Re: re. Anyone who tells you Linux is hard to use wasn't paying attention
I've had similar issue here too. My wifes Dell laptop is a pain in the arse as to whether or how well it will work plugged into a large screen/TV. On the other hand, my Toshiba "Just Works" on the same large screens/TV. My rouble-free Toshiba is running FreeBSD, her problematic Dell is running Windows 10 and had no issues running Windows 7.
Hardware and software combinations are complex and mostly work, but when YOU are the one with the problem, in isolation, with a specific bit of hardware or software, it's easy to blame whatever is new and unfamiliar. For the non-techy users, that can be a deal-breaker because they don't know what to do about it.

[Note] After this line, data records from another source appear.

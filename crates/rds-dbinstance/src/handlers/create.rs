// Copyright (C) 2025 SyncMyOrders Sp. z o.o.
// SPDX-License-Identifier: AGPL-3.0-or-later
//! Create handler.
//!
//! A model without an identifier gets one derived from the stack and
//! logical id, so every re-invocation targets the same instance.

use rds_handler_common::{
    CallChain, CallbackContext, HandlerConfig, HandlerError, ProgressEvent,
    ResourceHandlerRequest, TagSet, exec_once, handle_exception,
};
use tracing::{info, instrument};

use super::read::ReadHandler;
use super::steps::{Progress, Steps, require_model};
use super::{CREATED, Clients, UPDATED_AFTER_CREATE, UPDATED_ROLES, default_handler_config};
use crate::model::ResourceModel;
use crate::predicates::{
    automatic_backup_replication_kms_key_id, automatic_backup_replication_region,
    automatic_backup_replication_retention_period, is_read_replica, is_stabilized_after_mutate,
    validate_automatic_backup_replication,
};
use crate::remote::{invoke_mutation, poll_db_instance};
use crate::rules::{DEFAULT_DB_INSTANCE_ERROR_RULE_SET, MODIFY_DB_INSTANCE_ERROR_RULE_SET};
use crate::translator;

const VALIDATE_STEP: &str = "rds::validate-create";
const CREATE_STEP: &str = "rds::create-db-instance";
const CREATE_READ_REPLICA_STEP: &str = "rds::create-db-instance-read-replica";
const MODIFY_AFTER_CREATE_STEP: &str = "rds::modify-db-instance-after-create";

pub struct CreateHandler {
    config: HandlerConfig,
}

impl Default for CreateHandler {
    fn default() -> Self {
        Self::new(default_handler_config())
    }
}

impl CreateHandler {
    pub fn new(config: HandlerConfig) -> Self {
        Self { config }
    }

    #[instrument(
        skip_all,
        fields(logical_resource_identifier = ?request.logical_resource_identifier)
    )]
    pub async fn handle_request(
        &self,
        request: &ResourceHandlerRequest<ResourceModel>,
        context: CallbackContext,
        clients: &Clients,
    ) -> ProgressEvent<ResourceModel> {
        let mut request = request.clone();
        let desired = &mut request.desired_resource_state;
        if desired.identifier().is_empty() {
            let identifier = translator::generate_identifier(
                request.stack_id.as_deref(),
                request.logical_resource_identifier.as_deref(),
            );
            info!(db_instance_identifier = %identifier, "Generated DB instance identifier");
            desired.db_instance_identifier = Some(identifier);
        }

        if let Err(err) = validate(&request.desired_resource_state) {
            return handle_exception(
                ProgressEvent::progress(request.desired_resource_state.clone(), context),
                VALIDATE_STEP,
                err,
                &DEFAULT_DB_INSTANCE_ERROR_RULE_SET,
                &self.config,
            );
        }

        let flow = CreateFlow {
            request: &request,
            steps: Steps::new(clients, &self.config),
            config: &self.config,
        };

        ProgressEvent::progress(request.desired_resource_state.clone(), context)
            .then(|p| flow.create(p))
            .await
            .then(|p| flow.modify_after_create(p))
            .await
            .then(|p| flow.steps.reboot_if_pending(p))
            .await
            .then(|p| flow.associate_roles(p))
            .await
            .then(|p| flow.start_backup_replication(p))
            .await
            .then(|p| flow.read_back(p))
            .await
    }
}

/// An engine is required unless the instance replicates another one.
fn validate(model: &ResourceModel) -> Result<(), HandlerError> {
    if !is_read_replica(model) && model.engine.as_deref().unwrap_or_default().is_empty() {
        return Err(HandlerError::InvalidRequest(
            "Engine is required to create a DB instance".into(),
        ));
    }
    validate_automatic_backup_replication(model)
}

struct CreateFlow<'a> {
    request: &'a ResourceHandlerRequest<ResourceModel>,
    steps: Steps<'a>,
    config: &'a HandlerConfig,
}

impl CreateFlow<'_> {
    fn desired(&self) -> &ResourceModel {
        &self.request.desired_resource_state
    }

    fn tags(&self) -> TagSet {
        TagSet::new(
            self.request.system_tags.clone(),
            self.request.desired_resource_tags.clone(),
            translator::translate_tags_to_sdk(&self.desired().tags),
        )
    }

    async fn create(&self, progress: Progress) -> Progress {
        exec_once(progress, CREATED, |progress| async move {
            let model = self.desired();
            let rds = self.steps.clients.rds();
            let tags = self.tags().merged();
            let (step, request) = if is_read_replica(model) {
                (
                    CREATE_READ_REPLICA_STEP,
                    translator::create_db_instance_read_replica_request(model, &tags),
                )
            } else {
                (
                    CREATE_STEP,
                    translator::create_db_instance_request(model, &tags),
                )
            };

            CallChain::initiate(step, self.config, &DEFAULT_DB_INSTANCE_ERROR_RULE_SET)
                .run(
                    progress,
                    || invoke_mutation(rds, request),
                    || poll_db_instance(rds, model.identifier()),
                    is_stabilized_after_mutate,
                )
                .await
        })
        .await
    }

    /// Read replicas inherit most settings from their source; the rest is
    /// applied by a modification once the replica is available.
    async fn modify_after_create(&self, progress: Progress) -> Progress {
        exec_once(progress, UPDATED_AFTER_CREATE, |progress| async move {
            let model = self.desired();
            if !is_read_replica(model) || !translator::needs_modify_after_create(model) {
                return progress;
            }
            let rds = self.steps.clients.rds();
            CallChain::initiate(
                MODIFY_AFTER_CREATE_STEP,
                self.config,
                &MODIFY_DB_INSTANCE_ERROR_RULE_SET,
            )
            .run(
                progress,
                || invoke_mutation(rds, translator::modify_db_instance_after_create_request(model)),
                || poll_db_instance(rds, model.identifier()),
                is_stabilized_after_mutate,
            )
            .await
        })
        .await
    }

    async fn associate_roles(&self, progress: Progress) -> Progress {
        exec_once(progress, UPDATED_ROLES, |progress| {
            self.steps
                .update_associated_roles(progress, &[], &self.desired().associated_roles)
        })
        .await
    }

    async fn read_back(&self, progress: Progress) -> Progress {
        let context = progress.callback_context.unwrap_or_default();
        ReadHandler::new(self.config.clone())
            .handle_request(self.request, context, self.steps.clients)
            .await
    }

    async fn start_backup_replication(&self, progress: Progress) -> Progress {
        let model = match require_model(&progress) {
            Ok(model) => model,
            Err(err) => {
                return handle_exception(
                    progress,
                    VALIDATE_STEP,
                    err,
                    &DEFAULT_DB_INSTANCE_ERROR_RULE_SET,
                    self.config,
                );
            }
        };
        let Some(region) = automatic_backup_replication_region(&model) else {
            return progress;
        };

        self.steps
            .capture_replication_source(progress, true)
            .await
            .then(|p| {
                self.steps.start_backup_replication(
                    p,
                    region,
                    automatic_backup_replication_retention_period(&model),
                    automatic_backup_replication_kms_key_id(&model),
                )
            })
            .await
    }
}
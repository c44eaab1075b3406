// Copyright (C) 2025 SyncMyOrders Sp. z o.o.
// SPDX-License-Identifier: AGPL-3.0-or-later
//! Callback delay policies.

use serde::{Deserialize, Serialize};

/// Strategy for computing the callback delay of a given attempt.
#[derive(Debug, Clone, Copy, PartialEq, Eq, Default, Serialize, Deserialize)]
pub enum BackoffStrategy {
    /// Exponential backoff: base * 2^(attempt-1)
    ///
    /// First attempt: base * 1
    /// Second attempt: base * 2
    /// Third attempt: base * 4
    /// ...
    #[default]
    ExponentialBackoff,
    /// Same delay for every attempt
    Constant,
}

/// Delay policy for re-invocations, in whole seconds.
///
/// Delays are never below one second: a zero delay means "continue" inside
/// a pipeline and must not be produced by a waiting step.
#[derive(Debug, Clone, Copy, PartialEq, Eq, Serialize, Deserialize)]
pub struct Backoff {
    /// Delay of the first attempt in seconds.
    pub base_delay_secs: u32,
    /// Upper bound for any single delay in seconds.
    pub max_delay_secs: u32,
    /// Strategy for calculating delays.
    pub strategy: BackoffStrategy,
}

impl Backoff {
    /// Create a new backoff policy.
    pub fn new(base_delay_secs: u32, max_delay_secs: u32, strategy: BackoffStrategy) -> Self {
        Self {
            base_delay_secs,
            max_delay_secs,
            strategy,
        }
    }

    /// Exponential policy starting at `base_delay_secs` and capped at `max_delay_secs`.
    pub fn exponential(base_delay_secs: u32, max_delay_secs: u32) -> Self {
        Self::new(base_delay_secs, max_delay_secs, BackoffStrategy::ExponentialBackoff)
    }

    /// Constant policy.
    pub fn constant(delay_secs: u32) -> Self {
        Self::new(delay_secs, delay_secs, BackoffStrategy::Constant)
    }

    /// Calculate the delay for a given attempt (1-indexed).
    pub fn delay_for_attempt(&self, attempt: u32) -> u32 {
        let multiplier = match self.strategy {
            BackoffStrategy::ExponentialBackoff => {
                2u32.saturating_pow(attempt.saturating_sub(1))
            }
            BackoffStrategy::Constant => 1,
        };
        self.base_delay_secs
            .saturating_mul(multiplier)
            .min(self.max_delay_secs)
            .max(1)
    }
}

impl Default for Backoff {
    fn default() -> Self {
        Self::exponential(5, 60)
    }
}

#[cfg(test)]
mod tests {
    use super::*;

    #[test]
    fn test_backoff_default() {
        let backoff = Backoff::default();
        assert_eq!(backoff.base_delay_secs, 5);
        assert_eq!(backoff.max_delay_secs, 60);
        assert_eq!(backoff.strategy, BackoffStrategy::ExponentialBackoff);
    }

    #[test]
    fn test_exponential_delay_calculation() {
        let backoff = Backoff::exponential(2, 30);

        assert_eq!(backoff.delay_for_attempt(1), 2);
        assert_eq!(backoff.delay_for_attempt(2), 4);
        assert_eq!(backoff.delay_for_attempt(3), 8);
        assert_eq!(backoff.delay_for_attempt(4), 16);
        assert_eq!(backoff.delay_for_attempt(5), 30);
        assert_eq!(backoff.delay_for_attempt(40), 30);
    }

    #[test]
    fn test_delays_are_non_decreasing_and_capped() {
        let backoff = Backoff::exponential(3, 100);
        let delays: Vec<u32> = (1..=64).map(|a| backoff.delay_for_attempt(a)).collect();

        assert!(delays.windows(2).all(|w| w[0] <= w[1]));
        assert!(delays.iter().all(|d| *d <= 100));
        assert_eq!(*delays.last().unwrap(), 100);
    }

    #[test]
    fn test_constant_delay() {
        let backoff = Backoff::constant(10);
        assert_eq!(backoff.delay_for_attempt(1), 10);
        assert_eq!(backoff.delay_for_attempt(7), 10);
    }

    #[test]
    fn test_delay_never_zero() {
        let backoff = Backoff::exponential(0, 0);
        assert_eq!(backoff.delay_for_attempt(1), 1);
        assert_eq!(backoff.delay_for_attempt(0), 1);
    }
}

In general though, Windows has fewer issues because most hardware is designed with Windows in mind and thus provides relevant drivers. Linux and FreeBSD often don't have drivers from the manufacturers, relying on open source reverse engineered drivers using the manufactures specs. That becomes an issue when the hardware has bugs which the manufacture resolves by working around the hardware issue in software, often without telling anyone or updating the specs. Not sure about nowadays, but GFX cards were well known for bits of broken hardware being bypassed by changes to driver software behind the API. ISTR a specific ATI chipset years ago that boasted various hardware accelerations, but some specific function was buggy. It came out later, when the v2.0 hardware was released, that at least one of the v1.0 hardware functions was disabled by the driver, which took on the job in software. Texel shading seem to ring a bell.